A cancer survivor underscores in a recent article a truth that is deeply acknowledged by legions of individuals across the country fighting potentially deadly illnesses. She simply notes that they “don’t have the luxury of time or the energy to play insurers’ games.”
In fact, stresses Mariam Tariq, insured individuals stricken with cancer should flat-out never be placed in a position where they are left dangling helplessly by a “power imbalance between patients and insurers.”
Tariq obviously survived her often deadly breast cancer diagnosis. The facts surrounding her experience suggest that she did so owing solely to her own perseverance unaided by any reasonable or cooperative conduct of her insurance company, UnitedHealthCare.
That entity actually denied her recommended treatment repeatedly. And it did so over her doctors’ collective opinion that a long-recognized therapy they prescribed would be an optimal response to her cancer.

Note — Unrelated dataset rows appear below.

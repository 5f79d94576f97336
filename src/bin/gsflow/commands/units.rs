//! `gsflow units` command

use anyhow::{Context, Result};

use crate::cli::{GlobalOptions, UnitsArgs};
use gsflow::ops::{format_units, load_units, summarize};

pub fn execute(args: UnitsArgs, global: &GlobalOptions) -> Result<()> {
    let opts = super::load_options(args.anchor, global);
    let registry = load_units(&args.name_file, &opts)?;
    let units = summarize(&registry);

    if args.json {
        let json = serde_json::to_string_pretty(&units).context("failed to serialize units")?;
        println!("{}", json);
    } else {
        print!("{}", format_units(&units));
    }

    Ok(())
}
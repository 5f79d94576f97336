//! Configuration file support.
//!
//! Two configuration file locations are read:
//! - Global: `~/.gsflow/config.toml` - User-wide defaults
//! - Project: `<workspace>/.gsflow/config.toml` - Model-specific overrides
//!
//! Project config takes precedence over global config.

use std::path::{Path, PathBuf};

use anyhow::{Context, Result};
use indexmap::IndexMap;
use serde::{Deserialize, Serialize};

/// Package type overrides keyed by lower-case token.
pub type PackagesConfig = IndexMap<String, PackageOverride>;

/// Tool configuration.
#[derive(Debug, Clone, Default, Serialize, Deserialize)]
#[serde(default)]
pub struct Config {
    /// Name file parsing settings
    pub parse: ParseConfig,

    /// Extra or overridden package types
    #[serde(skip_serializing_if = "IndexMap::is_empty")]
    pub packages: PackagesConfig,
}

/// Name file parsing settings.
#[derive(Debug, Clone, Default, Serialize, Deserialize)]
#[serde(default)]
pub struct ParseConfig {
    /// Report files that could not be opened (default: true)
    #[serde(skip_serializing_if = "Option::is_none")]
    pub verbose: Option<bool>,
}

impl ParseConfig {
    /// Effective verbosity.
    pub fn verbose(&self) -> bool {
        self.verbose.unwrap_or(true)
    }
}

/// A package type declared in configuration.
#[derive(Debug, Clone, PartialEq, Eq, Serialize, Deserialize)]
pub struct PackageOverride {
    /// Unit used when the name file declares unit 0
    pub reserved_unit: i32,

    /// Optional description; falls back to the built-in one
    #[serde(default, skip_serializing_if = "Option::is_none")]
    pub description: Option<String>,
}

impl Config {
    /// Load configuration from a file.
    pub fn load(path: &Path) -> Result<Self> {
        let contents = std::fs::read_to_string(path)
            .with_context(|| format!("failed to read config: {}", path.display()))?;

        let mut config: Config = toml::from_str(&contents)
            .with_context(|| format!("failed to parse config: {}", path.display()))?;

        // Tokens are matched case-insensitively everywhere else.
        config.packages = config
            .packages
            .into_iter()
            .map(|(k, v)| (k.to_lowercase(), v))
            .collect();

        Ok(config)
    }

    /// Load configuration with fallback to defaults if the file is missing or broken.
    pub fn load_or_default(path: &Path) -> Self {
        if path.exists() {
            Self::load(path).unwrap_or_else(|e| {
                tracing::warn!("Failed to load config from {}: {:#}", path.display(), e);
                Self::default()
            })
        } else {
            Self::default()
        }
    }

    /// Save configuration to a file.
    pub fn save(&self, path: &Path) -> Result<()> {
        if let Some(parent) = path.parent() {
            std::fs::create_dir_all(parent).with_context(|| {
                format!("failed to create config directory: {}", parent.display())
            })?;
        }

        let contents =
            toml::to_string_pretty(self).with_context(|| "failed to serialize config")?;

        std::fs::write(path, contents)
            .with_context(|| format!("failed to write config: {}", path.display()))?;

        Ok(())
    }

    /// Merge another config into this one (other takes precedence).
    pub fn merge(&mut self, other: Config) {
        if other.parse.verbose.is_some() {
            self.parse.verbose = other.parse.verbose;
        }
        for (name, pkg) in other.packages {
            self.packages.insert(name, pkg);
        }
    }
}

/// Load merged configuration from global and project locations.
///
/// Order of precedence (highest to lowest):
/// 1. Project config (<workspace>/.gsflow/config.toml)
/// 2. Global config (~/.gsflow/config.toml)
/// 3. Defaults
pub fn load_config(global_path: Option<&Path>, project_path: &Path) -> Config {
    let mut config = Config::default();

    if let Some(global) = global_path.filter(|p| p.exists()) {
        config.merge(Config::load_or_default(global));
    }

    if project_path.exists() {
        config.merge(Config::load_or_default(project_path));
    }

    config
}

/// Get the global config directory (~/.gsflow).
pub fn global_config_dir() -> Option<PathBuf> {
    directories::BaseDirs::new().map(|b| b.home_dir().join(".gsflow"))
}

/// Get the global config path (~/.gsflow/config.toml).
pub fn global_config_path() -> Option<PathBuf> {
    global_config_dir().map(|dir| dir.join("config.toml"))
}

/// Get the project config path (<workspace>/.gsflow/config.toml).
pub fn project_config_path(workspace: &Path) -> PathBuf {
    workspace.join(".gsflow").join("config.toml")
}
//! Name file error types and diagnostics.

use std::io;
use std::path::PathBuf;

use miette::Diagnostic as MietteDiagnostic;
use thiserror::Error;

use crate::util::diagnostic::{suggestions, Diagnostic};

/// Structural failure while parsing a name file.
///
/// Any of these aborts the parse. Package files that cannot be opened are
/// not errors; see [`crate::core::UnitEntry::open_error`].
#[derive(Debug, Error, MietteDiagnostic)]
pub enum NameFileError {
    #[error("could not find {} in directory {}", .path.display(), .dir.display())]
    #[diagnostic(code(gsflow::namefile::not_found))]
    NotFound { path: PathBuf, dir: PathBuf },

    #[error("failed to read name file {}", .path.display())]
    #[diagnostic(code(gsflow::namefile::read))]
    Read {
        path: PathBuf,
        #[source]
        source: io::Error,
    },

    #[error("line number {line_number} has fewer than 3 items: {line}")]
    #[diagnostic(
        code(gsflow::namefile::too_few_items),
        help("records have the form `<FILETYPE> <UNIT> <PATH> [OPTIONS...]`")
    )]
    TooFewItems {
        path: PathBuf,
        line_number: usize,
        line: String,
    },

    #[error("line number {line_number}: the unit number (second item) is not an integer: {line}")]
    #[diagnostic(
        code(gsflow::namefile::invalid_unit),
        help("use an integer unit number, or 0 to let the package type choose")
    )]
    InvalidUnit {
        path: PathBuf,
        line_number: usize,
        line: String,
    },
}

impl NameFileError {
    /// 1-based line number, for line-level errors.
    pub fn line_number(&self) -> Option<usize> {
        match self {
            NameFileError::TooFewItems { line_number, .. }
            | NameFileError::InvalidUnit { line_number, .. } => Some(*line_number),
            NameFileError::NotFound { .. } | NameFileError::Read { .. } => None,
        }
    }

    /// Convert to a user-friendly diagnostic.
    pub fn to_diagnostic(&self) -> Diagnostic {
        match self {
            NameFileError::NotFound { path, .. } => Diagnostic::error(self.to_string())
                .with_location(path, None)
                .with_suggestion(suggestions::CHECK_NAME_FILE),

            NameFileError::Read { path, source } => Diagnostic::error(self.to_string())
                .with_location(path, None)
                .with_context(source.to_string()),

            NameFileError::TooFewItems {
                path,
                line_number,
                line,
            } => Diagnostic::error(format!("line {} has fewer than 3 items", line_number))
                .with_location(path, Some(*line_number))
                .with_context(line.clone())
                .with_suggestion(suggestions::RECORD_FORMAT),

            NameFileError::InvalidUnit {
                path,
                line_number,
                line,
            } => Diagnostic::error(format!(
                "line {}: the unit number is not an integer",
                line_number
            ))
            .with_location(path, Some(*line_number))
            .with_context(line.clone())
            .with_suggestion(suggestions::UNIT_FORMAT),
        }
    }
}
//! Model directory fixtures.

use std::path::{Path, PathBuf};

use tempfile::TempDir;

use crate::core::{PackageRegistry, UnitRegistry};
use crate::namefile::{parse_name_file, NameFileError, ParseOptions};

/// A temporary model workspace holding a name file and its package files.
#[derive(Debug)]
pub struct NameFileFixture {
    dir: TempDir,
    name_file: Option<PathBuf>,
}

impl NameFileFixture {
    /// Create an empty workspace.
    pub fn new() -> Self {
        NameFileFixture {
            dir: TempDir::new().expect("failed to create temp dir"),
            name_file: None,
        }
    }

    /// Workspace root.
    pub fn root(&self) -> &Path {
        self.dir.path()
    }

    /// Write a package file relative to the workspace root.
    pub fn file(self, rel_path: &str, content: &str) -> Self {
        let full_path = self.dir.path().join(rel_path);
        if let Some(parent) = full_path.parent() {
            std::fs::create_dir_all(parent).expect("failed to create fixture dir");
        }
        std::fs::write(&full_path, content).expect("failed to write fixture file");
        self
    }

    /// Write the name file; later calls replace which file [`parse`](Self::parse) reads.
    pub fn name_file(mut self, rel_path: &str, content: &str) -> Self {
        self = self.file(rel_path, content);
        self.name_file = Some(self.dir.path().join(rel_path));
        self
    }

    /// Path of the name file.
    pub fn name_file_path(&self) -> &Path {
        self.name_file.as_deref().expect("fixture has no name file")
    }

    /// Parse the name file with package paths anchored at the workspace root.
    pub fn parse(
        &self,
        packages: &PackageRegistry,
        options: &ParseOptions,
    ) -> Result<UnitRegistry, NameFileError> {
        let options = options.clone().with_workspace(self.root());
        parse_name_file(self.name_file_path(), packages, &options)
    }
}

impl Default for NameFileFixture {
    fn default() -> Self {
        Self::new()
    }
}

Fortunately, the proton beam therapy strongly endorsed by her medical team was ultimately seen as being wholly appropriate by insurance regulators in her state. They overruled UnitedHealthCare after a protracted timeframe marked by the company’s unflagging resistance to providing coverage deemed by Tariq’s doctors as being superior to traditional radiation treatment.
Tariq hasn’t forgotten the experience. She now serves as an advocate for the Alliance for Proton Therapy Access organization, after recently being a legislative intern in Washington, D.C.
Her efforts and those of a wide swath of other reformers now focus on forging change in the insurance realm. Her stated personal mission is “to hold insurers accountable for providing cancer patients access to the treatments they need.”
We suspect she’ll have little problem lining up supporters of that goal.